- [Work instruction]:
Each line from the beginning of the data below through the line containing "fn next(&mut self)" should be repeated exactly, please.

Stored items
§

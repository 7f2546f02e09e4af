//! Merge engine properties over generated batches

use std::collections::BTreeMap;
use utility_sync::dataset::Series;
use utility_sync::merge::{merge, CollisionPolicy};
use utility_sync::Reading;

const BASE: i64 = 1735257600000;
const HOUR: i64 = 3_600_000;

/// Small deterministic generator so failures are reproducible
struct Lcg(u64);

impl Lcg {
    fn next(&mut self) -> u64 {
        self.0 = self.0.wrapping_mul(6364136223846793005).wrapping_add(1442695040888963407);
        self.0 >> 33
    }

    fn batch(&mut self, len: usize, span_hours: u64) -> Vec<Reading> {
        (0..len)
            .map(|_| {
                let hour = (self.next() % span_hours) as i64;
                let value = (self.next() % 1000) as f64 / 100.0;
                Reading::single(BASE + hour * HOUR, "usage", value).unwrap()
            })
            .collect()
    }
}

fn series_from(readings: Vec<Reading>) -> Series {
    let (series, _) = merge(Series::new("E-1"), readings, CollisionPolicy::IncomingWins);
    series
}

fn assert_well_formed(series: &Series) {
    assert_eq!(series.total_readings, series.readings.len());
    assert!(series
        .readings
        .windows(2)
        .all(|pair| pair[0].timestamp < pair[1].timestamp));
    assert!(series.validate().is_ok());
}

#[test]
fn merged_series_are_strictly_ordered_without_duplicates() {
    let mut rng = Lcg(7);
    for _ in 0..50 {
        let existing = series_from(rng.batch(40, 96));
        for policy in [CollisionPolicy::IncomingWins, CollisionPolicy::ExistingWins] {
            let (merged, stats) = merge(existing.clone(), rng.batch(60, 120), policy);
            assert_well_formed(&merged);
            assert_eq!(merged.readings.len(), existing.readings.len() + stats.added);
        }
    }
}

#[test]
fn merging_the_same_batch_twice_changes_nothing() {
    let mut rng = Lcg(42);
    for _ in 0..50 {
        let existing = series_from(rng.batch(30, 72));
        let batch = rng.batch(30, 96);
        for policy in [CollisionPolicy::IncomingWins, CollisionPolicy::ExistingWins] {
            let (once, _) = merge(existing.clone(), batch.clone(), policy);
            let (twice, stats) = merge(once.clone(), batch.clone(), policy);
            assert_eq!(once, twice);
            assert!(!stats.changed());
        }
    }
}

#[test]
fn policy_decides_every_collision() {
    let mut rng = Lcg(1234);
    for _ in 0..50 {
        let existing = series_from(rng.batch(40, 48));
        let incoming = rng.batch(40, 48);

        // Last occurrence per timestamp is what the batch means
        let mut expected_incoming = BTreeMap::new();
        for reading in &incoming {
            expected_incoming.insert(reading.timestamp, reading.clone());
        }

        let (kept, _) = merge(existing.clone(), incoming.clone(), CollisionPolicy::ExistingWins);
        let (replaced, _) = merge(existing.clone(), incoming, CollisionPolicy::IncomingWins);

        for reading in &existing.readings {
            assert!(kept.readings.contains(reading));
        }
        for reading in expected_incoming.values() {
            assert!(replaced.readings.contains(reading));
        }
    }
}

#[test]
fn late_correction_example() {
    let existing = series_from(vec![Reading::single(BASE, "usage", 1.25).unwrap()]);
    let incoming = vec![
        Reading::single(BASE, "usage", 1.30).unwrap(),
        Reading::single(BASE + HOUR, "usage", 2.00).unwrap(),
    ];

    let (merged, stats) = merge(existing, incoming, CollisionPolicy::IncomingWins);
    assert_eq!(merged.total_readings, 2);
    assert_eq!(merged.readings[0].value("usage"), Some(&serde_json::json!(1.30)));
    assert_eq!(merged.readings[1].value("usage"), Some(&serde_json::json!(2.00)));
    assert_eq!(stats.added, 1);
    assert_eq!(stats.updated, 1);
}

§

- [Exercise answer]:
repository 7f2546f02e09e4af
//! Merge engine properties over generated batches

use std::collections::BTreeMap;
use utility_sync::dataset::Series;
use utility_sync::merge::{merge, CollisionPolicy};
use utility_sync::Reading;

const BASE: i64 = 1735257600000;
const HOUR: i64 = 3_600_000;

/// Small deterministic generator so failures are reproducible
struct Lcg(u64);

impl Lcg {
    fn next(&mut self) -> u64 {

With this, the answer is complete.